Domenica scorsa, in quel dell’Auditorium Parco della Musica di Roma, si è conclusa la tredicesima edizione di “Libri Come – Festa del Libro e della Lettura”. Trattasi di una classica passerella in cui si raccoglie il meglio dell’intellighenzia di sinistra. Quella stessa intellighenzia che, dopo essersi riempita la bocca per anni con il principio supremo della libertà, non ha poi avuto nulla da eccepire nei riguardi di un regime sanitario che ci ha tolto la medesima libertà con un semplice tratto di penna. Una evidente schizofrenia che pure nel corso del citato evento si è evidenziata in maniera clamorosa, segnalando per l’ennesima volta che in questo disgraziato Paese oramai vale tutto e il contrario di tutto.
Proprio alla fine della manifestazione, gli intervenuti hanno potuto ascoltare in collegamento dall’Ucraina un accorato discorso dello scrittore Andrei Kurkov, il quale ha concluso il suo intervento con queste parole: “Per noi ucraini la libertà è sempre stata più importante della stabilità e, in questi giorni, stiamo dimostrando che per noi la libertà è più importante anche della vita”. Segue una vera e propria ovazione in sala, così come è stato sottolineato in un servizio andato in onda sul Gr di Rai Radio 3. Una ovazione analoga a quella raccolta il giorno precedente da Beppe Severgnini e Francesco Paolo Figliuolo, intervenuti per presentare il loro “Un Italiano”, ennesimo libro sul pasticciaccio brutto di una pandemia infinita.
Orbene, mentre questi due personaggi rappresentano a tutto tondo, vuoi per convinzione e vuoi per ossequio agli ordini ricevuti, la dominante cultura sanitaria, nella quale qualunque restrizione trova la sua giustificazione nella preservazione di una esistenza puramente biologica, l’intellettuale ucraino esprime una visione diametralmente opposta, in cui la libertà assume un valore assoluto non negoziabile. Quindi Kurkuv, senza mezze parole, ci dice che non è disposto a barattare la vita in cambio della libertà, contrariamente a ciò che i sinistri sostenitori delle restrizioni sanitarie ad oltranza hanno entusiasticamente propagandato per oltre due anni, cantando dai balconi ed esortando un popolo terrorizzato a restare chiuso in casa.

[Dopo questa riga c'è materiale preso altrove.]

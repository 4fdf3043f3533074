#![allow(dead_code)]

use cambium_dom::{names, ChildList, Collection, Component, Config, Event, Handle, Host, HostId, MemoryHost, NoNames, Runtime, SequentialIds, Updates, Value};
use std::{borrow::Cow, rc::Rc};

pub fn init_logging() {
	let _ = tracing_subscriber::fmt()
		.with_env_filter(tracing_subscriber::EnvFilter::from_default_env())
		.with_test_writer()
		.try_init();
}

/// A memory host, a runtime with reproducible ids and a `<main>` container to mount into.
pub fn setup() -> (Rc<MemoryHost>, Rc<Runtime>, HostId) {
	init_logging();
	let host = Rc::new(MemoryHost::new());
	let container = host.create_element("main");
	host.take_ops();
	let runtime = Runtime::with_ids(host.clone(), Config::default(), SequentialIds::new());
	(host, runtime, container)
}

names! {
	pub enum ItemField { Text, Done }
}
names! {
	pub enum ItemHandler { Toggle }
}

pub struct TodoItem {
	pub text: String,
	pub done: bool,
}

impl TodoItem {
	pub fn new(text: &str) -> Handle<Self> {
		Handle::new(Self {
			text: text.to_owned(),
			done: false,
		})
	}
}

impl Component for TodoItem {
	type Field = ItemField;
	type Handler = ItemHandler;

	fn template(&self) -> Cow<'_, str> {
		r#"<li class="item{{classIf "done" .Done}}" {{on "click" "Toggle"}}>{{.Text}}</li>"#.into()
	}

	fn field(&self, field: ItemField) -> Value {
		match field {
			ItemField::Text => self.text.as_str().into(),
			ItemField::Done => self.done.into(),
		}
	}

	fn handle(&mut self, handler: ItemHandler, _: &Event, cx: &mut Updates<Self>) {
		match handler {
			ItemHandler::Toggle => {
				self.done = !self.done;
				cx.refresh();
			}
		}
	}
}

names! {
	pub enum ListField { Title, Draft, Items }
}
names! {
	pub enum ListHandler { Add, Pop }
}

pub struct TodoList {
	pub title: String,
	pub draft: String,
	pub items: Collection<TodoItem>,
	/// Number of binding write-backs received.
	pub writes: usize,
}

impl TodoList {
	pub fn new(title: &str, items: &[&str]) -> Handle<Self> {
		Handle::new(Self {
			title: title.to_owned(),
			draft: String::new(),
			items: items.iter().map(|text| TodoItem::new(text)).collect(),
			writes: 0,
		})
	}
}

impl Component for TodoList {
	type Field = ListField;
	type Handler = ListHandler;

	fn template(&self) -> Cow<'_, str> {
		r#"
			<section class="list"><h1>{{.Title}}</h1><input {{bind "Draft"}}><button {{on "click" "Add"}}>add</button><button {{on "click" "Pop"}}>pop</button><ul>{{render .Items}}</ul></section>
		"#
		.into()
	}

	fn field(&self, field: ListField) -> Value {
		match field {
			ListField::Title => self.title.as_str().into(),
			ListField::Draft => self.draft.as_str().into(),
			ListField::Items => (&self.items).into(),
		}
	}

	fn set_field(&mut self, field: ListField, value: String) {
		self.writes += 1;
		match field {
			ListField::Title => self.title = value,
			ListField::Draft => self.draft = value,
			ListField::Items => panic!("Items can't be written as text."),
		}
	}

	fn children_mut(&mut self, field: ListField) -> Option<&mut dyn ChildList> {
		match field {
			ListField::Items => Some(&mut self.items),
			ListField::Title | ListField::Draft => None,
		}
	}

	fn handle(&mut self, handler: ListHandler, _: &Event, cx: &mut Updates<Self>) {
		match handler {
			ListHandler::Add => {
				let text = core::mem::take(&mut self.draft);
				cx.append(ListField::Items, TodoItem::new(&text));
			}
			ListHandler::Pop => {
				if let Some(last) = self.items.last() {
					cx.remove(ListField::Items, last);
				}
			}
		}
	}
}

names! {
	pub enum WrapperField { Inner }
}

/// Renders `template`, which may use `{{render .Inner}}`.
pub struct Wrapper<C: Component> {
	pub template: String,
	pub inner: Handle<C>,
}

impl<C: Component> Wrapper<C> {
	pub fn new(template: &str, inner: Handle<C>) -> Handle<Self> {
		Handle::new(Self {
			template: template.to_owned(),
			inner,
		})
	}
}

impl<C: Component> Component for Wrapper<C> {
	type Field = WrapperField;
	type Handler = NoNames;

	fn template(&self) -> Cow<'_, str> {
		Cow::Borrowed(&self.template)
	}

	fn field(&self, field: WrapperField) -> Value {
		match field {
			WrapperField::Inner => (&self.inner).into(),
		}
	}
}

/// Renders whatever markup it holds, without any actions.
pub struct Static(pub &'static str);

impl Component for Static {
	type Field = NoNames;
	type Handler = NoNames;

	fn template(&self) -> Cow<'_, str> {
		self.0.into()
	}

	fn field(&self, field: NoNames) -> Value {
		match field {}
	}
}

Si tratta evidentemente di una delle tante, colossali contraddizioni presenti nella galassia culturale di un progressismo italiano della caciotta sempre più double face, per il quale la libertà sopra ogni cosa vale solo per gli eroici ucraini, non certamente per noi italiani, visto che siamo ancora alle prese con tamponi, mascherine, green pass semplice, green pass rafforzato e chi più ne più ne metta.